Radio stations plan iTunes rival to sell music over the airwaves
Commercial radio stations are to enter the music download business in a rival venture to Apple's iTunes, and are understood to have signed up EMI and Universal Music for the venture. New products will allow people to buy music while listening to it over the airwaves.
Commercial radio stations are to enter the music download business in a rival venture to Apple's iTunes, and are understood to have signed up EMI and Universal Music for the venture. New products will allow people to buy music while listening to it over the airwaves.
Consumers will be able to buy music while listening to radio sets in the home or on the move using mobile phones fitted with digital radio chips. Payment will be through a prepaid card available from high street retailers.
The commercial download service is being pioneered by the digital radio group UBC Media, which owns the radio spectrum for broadcasting data across five UK regions that will be used to transfer music files from radio stations to consumers.
In London and Scotland, the equivalent spectrum is owned by Carphone Warehouse, raising the prospect of Charles Dunstone's mobile phone group entering the music download market. Mr Dunstone said yesterday the spectrum had significant potential, but he needed to see technical developments. "I suppose I own the oil well and I'm waiting for someone to invent the internal combustion engine to burn my oil," he said.

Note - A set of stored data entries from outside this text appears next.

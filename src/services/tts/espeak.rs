// Copyright (c) 2025 Fabstir
// SPDX-License-Identifier: BUSL-1.1
use async_trait::async_trait;
use std::path::Path;
use std::process::Stdio;
use tokio::io::AsyncWriteExt;
use tokio::process::Command;
use tracing::debug;

use super::{AudioSynthesisError, SpeechSynthesizer};
use crate::modes::Language;

/// Offline synthesis through the `espeak-ng` command line
pub struct EspeakSynthesizer {
    binary: String,
    rate: u32,
}

impl EspeakSynthesizer {
    pub fn new(binary: impl Into<String>, rate: u32) -> Self {
        Self {
            binary: binary.into(),
            rate,
        }
    }

    fn voice(language: Language) -> &'static str {
        match language {
            Language::English => "en",
            Language::Indonesian => "id",
        }
    }
}

#[async_trait]
impl SpeechSynthesizer for EspeakSynthesizer {
    async fn synthesize(
        &self,
        text: &str,
        language: Language,
        output: &Path,
    ) -> Result<(), AudioSynthesisError> {
        let mut child = Command::new(&self.binary)
            .arg("-v")
            .arg(Self::voice(language))
            .arg("-s")
            .arg(self.rate.to_string())
            .arg("-w")
            .arg(output)
            .arg("--stdin")
            .stdin(Stdio::piped())
            .stdout(Stdio::null())
            .stderr(Stdio::piped())
            .spawn()
            .map_err(|e| {
                if e.kind() == std::io::ErrorKind::NotFound {
                    AudioSynthesisError::EngineUnavailable(self.binary.clone())
                } else {
                    AudioSynthesisError::EngineFailed(e.to_string())
                }
            })?;

        // Text goes through stdin so it is never parsed as arguments
        if let Some(mut stdin) = child.stdin.take() {
            stdin
                .write_all(text.as_bytes())
                .await
                .map_err(|e| AudioSynthesisError::EngineFailed(e.to_string()))?;
        }

        let result = child
            .wait_with_output()
            .await
            .map_err(|e| AudioSynthesisError::EngineFailed(e.to_string()))?;

        if !result.status.success() {
            return Err(AudioSynthesisError::EngineFailed(
                String::from_utf8_lossy(&result.stderr).trim().to_string(),
            ));
        }

        debug!(voice = Self::voice(language), path = %output.display(), "speech synthesized");
        Ok(())
    }

    fn name(&self) -> &'static str {
        "espeak-ng"
    }
}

At the moment, digital radios such as Imagination Technologies' Bug and the PD 2000 record music digitally but not to the same high quality required for UBC's download service. UBC owns the software that allows radio stations to supply tracks to listeners and has developed a system for paying royalties.

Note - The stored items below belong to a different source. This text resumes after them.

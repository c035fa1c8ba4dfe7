// Copyright (c) 2025 Fabstir
// SPDX-License-Identifier: BUSL-1.1
//! Scene description with hazard and navigation hints

use serde_json::json;

use super::text_utils::{calculate_confidence, extract_payload, matches_keyword, words};
use super::types::{Language, Metadata, Mode, ModeDescriptor, ModeOutput, PostProcessError};
use super::ModeHandler;

const MAX_HAZARDS: usize = 3;
const MAX_NAVIGATION_HINTS: usize = 3;

const HAZARD_KEYWORDS: &[&str] = &[
    "stairs", "step", "fire", "flame", "stove", "water", "pool", "edge", "cliff", "hole", "wet",
    "slippery", "sharp", "hot", "tangga", "api", "air", "tepi", "basah", "licin", "tajam",
    "panas",
];

const PEOPLE_KEYWORDS: &[&str] = &[
    "person", "people", "man", "men", "woman", "women", "child", "children", "group", "orang",
    "pria", "wanita", "anak", "kelompok",
];

struct NavigationCue {
    keywords: &'static [&'static str],
    hint_en: &'static str,
    hint_id: &'static str,
}

const NAVIGATION_CUES: &[NavigationCue] = &[
    NavigationCue {
        keywords: &["door", "pintu"],
        hint_en: "Door detected",
        hint_id: "Pintu terdeteksi",
    },
    NavigationCue {
        keywords: &["exit", "keluar"],
        hint_en: "Exit sign visible",
        hint_id: "Tanda keluar terlihat",
    },
    NavigationCue {
        keywords: &["left", "kiri"],
        hint_en: "Object on the left",
        hint_id: "Objek di kiri",
    },
    NavigationCue {
        keywords: &["right", "kanan"],
        hint_en: "Object on the right",
        hint_id: "Objek di kanan",
    },
    NavigationCue {
        keywords: &["table", "meja"],
        hint_en: "Table nearby",
        hint_id: "Meja di dekat Anda",
    },
    NavigationCue {
        keywords: &["chair", "kursi", "sofa"],
        hint_en: "Chair in scene",
        hint_id: "Kursi terlihat",
    },
];

/// Environmental awareness: describes the scene and flags hazards
pub struct SceneMode;

impl SceneMode {
    fn detect_hazards(words: &[String]) -> Vec<String> {
        HAZARD_KEYWORDS
            .iter()
            .filter(|kw| matches_keyword(words, kw))
            .take(MAX_HAZARDS)
            .map(|kw| kw.to_string())
            .collect()
    }

    fn navigation_hints(words: &[String], language: Language) -> Vec<String> {
        NAVIGATION_CUES
            .iter()
            .filter(|cue| cue.keywords.iter().any(|kw| matches_keyword(words, kw)))
            .take(MAX_NAVIGATION_HINTS)
            .map(|cue| match language {
                Language::English => cue.hint_en.to_string(),
                Language::Indonesian => cue.hint_id.to_string(),
            })
            .collect()
    }

    fn has_people(words: &[String]) -> bool {
        PEOPLE_KEYWORDS.iter().any(|kw| matches_keyword(words, kw))
    }

    fn hazard_warning(hazard: &str, language: Language) -> String {
        match language {
            Language::English => format!("Caution: {} detected", hazard),
            Language::Indonesian => format!("Awas: {} terdeteksi", hazard),
        }
    }
}

impl ModeHandler for SceneMode {
    fn descriptor(&self) -> ModeDescriptor {
        ModeDescriptor {
            mode: Mode::Scene,
            prompt: "<MORE_DETAILED_CAPTION>",
            description: "Describes the scene with objects, people, and spatial context",
        }
    }

    fn process(&self, raw_output: &str, language: Language) -> Result<ModeOutput, PostProcessError> {
        let text = extract_payload(raw_output, self.prompt())?;
        let tokens = words(&text);

        let hazards = Self::detect_hazards(&tokens);
        let hints = Self::navigation_hints(&tokens, language);

        let mut suggestions: Vec<String> = hazards
            .iter()
            .map(|h| Self::hazard_warning(h, language))
            .collect();
        suggestions.extend(hints.iter().cloned());

        let confidence = calculate_confidence(&text, hazards.len() + hints.len());

        let mut metadata = Metadata::new();
        metadata.insert("hazards_detected".to_string(), json!(hazards));
        metadata.insert("has_people".to_string(), json!(Self::has_people(&tokens)));

        Ok(ModeOutput {
            text,
            confidence,
            raw_output: raw_output.to_string(),
            metadata,
            suggestions,
            translatable: true,
        })
    }
}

Jenny Donald, the finance director of UBC Media, said: "It is well known that 65 per cent of radio listeners buy music after hearing it on the radio. We think it is a really compelling proposition.

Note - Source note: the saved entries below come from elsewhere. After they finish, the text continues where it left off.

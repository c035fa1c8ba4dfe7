// Copyright (c) 2025 Fabstir
// SPDX-License-Identifier: BUSL-1.1
//! Detection orchestration
//!
//! Ties the inference backend, mode handlers, caches, translation and
//! speech into one request pipeline.

pub mod detector;
pub mod types;

pub use detector::Detector;
pub use types::{DetectionError, DetectionRequest, DetectionStage, FailureKind, ImageInput};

"Commercial radio needs to capture only 10 per cent of the total music download market to double the size of the commercial radio industry. With iTunes you have to log on to your computer or you need to make a wi-fi connection if you want to use it out of the home, but with a digital radio you can use it wherever."
The company said it was investing £400,000 in the service and it expects to announce in the next few days the first commercial radio station to pilot it.
Gartner, the research firm, has predicted that the UK music download market could be worth as much as £4.1bn by 2008. If the commercial radio industry captured just 10 per cent of this business it would nearly double its annual revenues from advertising, which now stand at about £500m a year.